At the Health 2.0 conference in San Francisco last week, there was a dizzying array of mobile applications and other innovations on display, all designed to more effectively engage individuals in taking control of their health. The number of developers showcasing new applications in competitive demonstrations is evidence of the booming mHealth market and the creative start-ups who are fueling it.

As we move along the continuum – from evidence-based medicine to information-enabled medicine to intelligence-based medicine – we create the opportunity for truly personalized health.

From controlling stress to managing diet and fitness goals to adhering to medication regimens and communicating with your health insurance company – there’s definitely an app for that and more. Some of the apps even integrate with existing platforms to allow users to create personal dashboards that monitor progress on a number of fronts. I also saw examples of tools designed to improve provider-patient communications, indicating that care is moving beyond the parameters of the traditional office visit.
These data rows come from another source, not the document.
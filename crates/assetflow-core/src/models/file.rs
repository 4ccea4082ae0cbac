//! Minimal file descriptor used throughout the pipeline.

use bytes::Bytes;
use serde::{Deserialize, Serialize};

/// A file offered for upload.
///
/// `name` may be absent: while a file merely hovers over a drop target the
/// environment does not always expose a filename until the drop completes.
/// The descriptor never owns raw bytes beyond what the caller already
/// holds; `bytes` is a cheap shared handle to that payload when available.
#[derive(Clone, Debug, Serialize, Deserialize)]
pub struct FileLike {
    pub name: Option<String>,
    /// Declared MIME type. May be empty for unknown types.
    pub mime_type: String,
    pub size: u64,
    /// Shared handle to the file content if the caller holds it.
    #[serde(skip)]
    pub bytes: Option<Bytes>,
}

impl FileLike {
    pub fn new(name: impl Into<String>, mime_type: impl Into<String>, bytes: Bytes) -> Self {
        Self {
            name: Some(name.into()),
            mime_type: mime_type.into(),
            size: bytes.len() as u64,
            bytes: Some(bytes),
        }
    }

    /// A descriptor without a resolvable name, as seen during drag hover.
    pub fn unnamed(mime_type: impl Into<String>, size: u64) -> Self {
        Self {
            name: None,
            mime_type: mime_type.into(),
            size,
            bytes: None,
        }
    }

    /// Lowercased extension of the filename, without the leading dot.
    pub fn extension(&self) -> Option<String> {
        let name = self.name.as_deref()?;
        let (stem, ext) = name.rsplit_once('.')?;
        if stem.is_empty() || ext.is_empty() {
            return None;
        }
        Some(ext.to_lowercase())
    }
}

#[cfg(test)]
mod tests {
    use super::*;

    #[test]
    fn test_extension_lowercased() {
        let file = FileLike::new("photo.PSD", "", Bytes::from_static(b"x"));
        assert_eq!(file.extension().as_deref(), Some("psd"));
    }

    #[test]
    fn test_extension_absent() {
        assert_eq!(
            FileLike::new("README", "text/plain", Bytes::new()).extension(),
            None
        );
        // A leading dot alone is not an extension
        assert_eq!(
            FileLike::new(".gitignore", "", Bytes::new()).extension(),
            None
        );
        assert_eq!(FileLike::unnamed("image/png", 10).extension(), None);
    }

    #[test]
    fn test_size_tracks_bytes() {
        let file = FileLike::new("a.bin", "application/octet-stream", Bytes::from_static(b"12345"));
        assert_eq!(file.size, 5);
    }
}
Technology and social media are also having an impact on drug development and clinical trials. There are literally hundreds of disease-specific online groups where patients can share information, including details on adverse reactions and side effects. Platforms such as PatientsLikeMe are amassing large amounts of real-world, outcomes-based data that can be leveraged to improve the care that patients receive, and the industry is beginning to see value in these nontraditional sources.

There are dozens of public and private initiatives exploring the relatively new field of translational genomics, which employs the innovative advances arising from the Human Genome Project and applies them to the development of diagnostics, prognostics and therapies for cancer, neurological disorders, diabetes and other complex diseases. Genome-based research – such as the study of biomarkers – is already enabling medical researchers to develop more effective diagnostic tools, to better understand the health needs of people based on their individual genetic make-ups and to design new treatments for disease.
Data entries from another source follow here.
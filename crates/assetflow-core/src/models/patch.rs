//! Document patches: the sole unit of mutation the pipeline exposes.
//!
//! The pipeline never writes to a document directly; every transition emits
//! zero or more patches that a caller applies through its own patch sink.

use serde::{Deserialize, Serialize};
use serde_json::Value;

/// Path to a field on the owning document.
#[derive(Clone, Debug, PartialEq, Eq, Hash, Serialize, Deserialize)]
#[serde(transparent)]
pub struct PatchPath(pub Vec<String>);

impl PatchPath {
    pub fn new<I, S>(segments: I) -> Self
    where
        I: IntoIterator<Item = S>,
        S: Into<String>,
    {
        Self(segments.into_iter().map(Into::into).collect())
    }

    pub fn root(segment: impl Into<String>) -> Self {
        Self(vec![segment.into()])
    }

    /// Path extended by one segment.
    pub fn child(&self, segment: impl Into<String>) -> Self {
        let mut segments = self.0.clone();
        segments.push(segment.into());
        Self(segments)
    }
}

impl std::fmt::Display for PatchPath {
    fn fmt(&self, f: &mut std::fmt::Formatter<'_>) -> std::fmt::Result {
        write!(f, "{}", self.0.join("."))
    }
}

/// An atomic document mutation instruction.
#[derive(Clone, Debug, PartialEq, Serialize, Deserialize)]
#[serde(tag = "op", rename_all = "camelCase")]
pub enum Patch {
    Set { path: PatchPath, value: Value },
    Unset { path: PatchPath },
    SetIfMissing { path: PatchPath, value: Value },
}

impl Patch {
    pub fn set(path: PatchPath, value: impl Into<Value>) -> Self {
        Patch::Set {
            path,
            value: value.into(),
        }
    }

    pub fn unset(path: PatchPath) -> Self {
        Patch::Unset { path }
    }

    pub fn set_if_missing(path: PatchPath, value: impl Into<Value>) -> Self {
        Patch::SetIfMissing {
            path,
            value: value.into(),
        }
    }

    pub fn path(&self) -> &PatchPath {
        match self {
            Patch::Set { path, .. } | Patch::Unset { path } | Patch::SetIfMissing { path, .. } => {
                path
            }
        }
    }
}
I am personally involved in working with the Translational Genomics Research Institute (TGen) to support a clinical trial for pediatric cancer patients conducted by the Neuroblastoma and Medullobastoma Translational Research Consortium (NMTRC). A secure cloud infrastructure – both a high-performance computing resource and a data exchange/collaboration resource – is being used to investigate new technologies that accelerate genetic analysis and identification of targeted treatments for individual neuroblastoma patients. In addition to increasing TGen’s gene sequencing and analysis capacity by more than 1,200 percent, the cloud is also improving collaboration among the researchers and medical professionals working on the trial by allowing them to access massive amounts of information, analyses and results regardless of where they are physically located.
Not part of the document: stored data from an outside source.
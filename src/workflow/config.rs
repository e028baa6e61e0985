//! Pipeline Configuration
//!
//! Loads the pipeline definition from YAML: where regions come from, which
//! technologies to evaluate, the script behind each stage, and the limits
//! applied while scheduling.
//!
//! # Example YAML Format
//!
//! ```yaml
//! regions:
//!   list: [Beijing, Tianjin]
//! technologies: [solar, wind]
//! interpreter: python
//! stages:
//!   spatial_data_prep:
//!     script: scripts/spatial_data_prep.py
//!     resources:
//!       api_calls: 1
//!   exclusion:
//!     script: scripts/exclusion.py
//!   suitability:
//!     script: scripts/suitability.py
//!     threads: 2
//! resources:
//!   api_calls: 1
//! cores: 4
//! ```

use std::collections::{BTreeMap, HashSet};
use std::fs;
use std::path::{Path, PathBuf};

use log::{debug, info};
use serde::{Deserialize, Serialize};

use crate::error::{PipelineError, Result};

use super::model::{Stage, Technology};
use super::regions::RegionSource;

/// Default pipeline file, relative to the working directory.
pub const DEFAULT_CONFIG_PATH: &str = "configs/pipeline.yaml";

/// How one stage is invoked.
#[derive(Serialize, Deserialize, Debug, Clone, PartialEq)]
#[serde(deny_unknown_fields)]
pub struct StageConfig {
    /// Script run by the interpreter
    pub script: PathBuf,

    /// Cores each invocation occupies
    #[serde(default = "default_threads")]
    pub threads: usize,

    /// Named resource amounts held per invocation
    #[serde(default, skip_serializing_if = "BTreeMap::is_empty")]
    pub resources: BTreeMap<String, usize>,

    /// Extra arguments appended after the generated flags
    #[serde(default, skip_serializing_if = "Vec::is_empty")]
    pub args: Vec<String>,
}

impl StageConfig {
    pub fn new(script: impl Into<PathBuf>) -> Self {
        Self {
            script: script.into(),
            threads: 1,
            resources: BTreeMap::new(),
            args: Vec::new(),
        }
    }
}

/// Script configuration for the three stages.
#[derive(Serialize, Deserialize, Debug, Clone, PartialEq)]
#[serde(deny_unknown_fields)]
pub struct StagesConfig {
    pub spatial_data_prep: StageConfig,
    pub exclusion: StageConfig,
    pub suitability: StageConfig,
}

impl StagesConfig {
    /// Returns the configuration for `stage`.
    pub fn get(&self, stage: Stage) -> &StageConfig {
        match stage {
            Stage::SpatialDataPrep => &self.spatial_data_prep,
            Stage::Exclusion => &self.exclusion,
            Stage::Suitability => &self.suitability,
        }
    }
}

/// The complete pipeline definition.
#[derive(Serialize, Deserialize, Debug, Clone, PartialEq)]
#[serde(deny_unknown_fields)]
pub struct PipelineConfig {
    /// Authoritative region source
    pub regions: RegionSource,

    /// Technologies evaluated per region
    #[serde(default = "default_technologies")]
    pub technologies: Vec<Technology>,

    /// Program used to run stage scripts
    #[serde(default = "default_interpreter")]
    pub interpreter: String,

    /// Value forwarded to every script as `--method`
    #[serde(default = "default_method")]
    pub method: String,

    /// Per-stage scripts
    pub stages: StagesConfig,

    /// Limits for named resources (unlisted resources are unbounded)
    #[serde(default, skip_serializing_if = "BTreeMap::is_empty")]
    pub resources: BTreeMap<String, usize>,

    /// Total cores available to running jobs
    #[serde(default, skip_serializing_if = "Option::is_none")]
    pub cores: Option<usize>,
}

fn default_threads() -> usize {
    1
}

fn default_technologies() -> Vec<Technology> {
    Technology::ALL.to_vec()
}

fn default_interpreter() -> String {
    "python".to_string()
}

fn default_method() -> String {
    "snakemake".to_string()
}

impl PipelineConfig {
    /// Creates a configuration with default settings around `regions` and `stages`.
    pub fn new(regions: RegionSource, stages: StagesConfig) -> Self {
        Self {
            regions,
            technologies: default_technologies(),
            interpreter: default_interpreter(),
            method: default_method(),
            stages,
            resources: BTreeMap::new(),
            cores: None,
        }
    }

    /// Returns the configured core count, or the number of CPUs.
    pub fn effective_cores(&self) -> usize {
        self.cores.unwrap_or_else(num_cpus::get)
    }

    /// Checks the configuration for semantic errors.
    pub fn validate(&self) -> Result<()> {
        self.regions.validate()?;

        if self.technologies.is_empty() {
            return Err(invalid("technologies must not be empty"));
        }

        let mut seen = HashSet::new();
        for tech in &self.technologies {
            if !seen.insert(tech) {
                return Err(invalid(format!("technology '{}' listed twice", tech)));
            }
        }

        if self.interpreter.trim().is_empty() {
            return Err(invalid("interpreter must not be empty"));
        }

        if self.cores == Some(0) {
            return Err(invalid("cores must be at least 1"));
        }

        for stage in Stage::ALL {
            let stage_config = self.stages.get(stage);

            if stage_config.script.as_os_str().is_empty() {
                return Err(invalid(format!("stage '{}' has no script", stage)));
            }

            if stage_config.threads == 0 {
                return Err(invalid(format!("stage '{}' needs at least 1 thread", stage)));
            }

            for (name, amount) in &stage_config.resources {
                match self.resources.get(name) {
                    Some(limit) if amount > limit => {
                        return Err(invalid(format!(
                            "stage '{}' requests {} '{}' but the limit is {}",
                            stage, amount, name, limit
                        )));
                    }
                    None => debug!("Resource '{}' of stage '{}' is unbounded", name, stage),
                    _ => {}
                }
            }
        }

        Ok(())
    }
}

fn invalid(message: impl Into<String>) -> PipelineError {
    PipelineError::InvalidConfig(message.into())
}

/// Loads and validates a pipeline configuration from a YAML file.
///
/// # Example
///
/// ```rust,no_run
/// use regionrunner::workflow::load_config;
///
/// fn main() -> Result<(), Box<dyn std::error::Error>> {
///     let config = load_config("configs/pipeline.yaml")?;
///     println!("{} technologies", config.technologies.len());
///     Ok(())
/// }
/// ```
pub fn load_config(path: impl AsRef<Path>) -> Result<PipelineConfig> {
    let path = path.as_ref();
    info!("Loading pipeline configuration from: {}", path.display());

    let yaml_content = fs::read_to_string(path).map_err(|source| PipelineError::ConfigRead {
        path: path.to_path_buf(),
        source,
    })?;

    debug!("YAML content loaded ({} bytes)", yaml_content.len());

    let config: PipelineConfig =
        serde_yaml::from_str(&yaml_content).map_err(|source| PipelineError::ConfigParse {
            path: path.to_path_buf(),
            source,
        })?;

    config.validate()?;

    info!(
        "Configuration loaded: technologies {:?}, interpreter '{}'",
        config.technologies, config.interpreter
    );
    Ok(config)
}

/// Parses a `NAME=AMOUNT` resource limit override.
pub fn parse_resource_limit(text: &str) -> std::result::Result<(String, usize), String> {
    let (name, amount) = text
        .split_once('=')
        .ok_or_else(|| format!("expected NAME=AMOUNT, got '{}'", text))?;

    let name = name.trim();
    if name.is_empty() {
        return Err(format!("missing resource name in '{}'", text));
    }

    let amount = amount
        .trim()
        .parse::<usize>()
        .map_err(|_| format!("invalid amount in '{}'", text))?;

    Ok((name.to_string(), amount))
}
A process that once took months to complete (and often required overnight shipment of hard drives from one clinical site to another) has been reduced to just days – meaning that patients can begin receiving effective, personalized treatments that much sooner. Think how important that is for a child dealing with cancer.

Technology is helping to bridge the gap between patient and provider, science and medicine. We are improving communication, engaging patients in their own care and creating real-time knowledge repositories that will help us identify the most effective treatments for a variety of diseases in the future.

What role do you see technology playing in personalized health?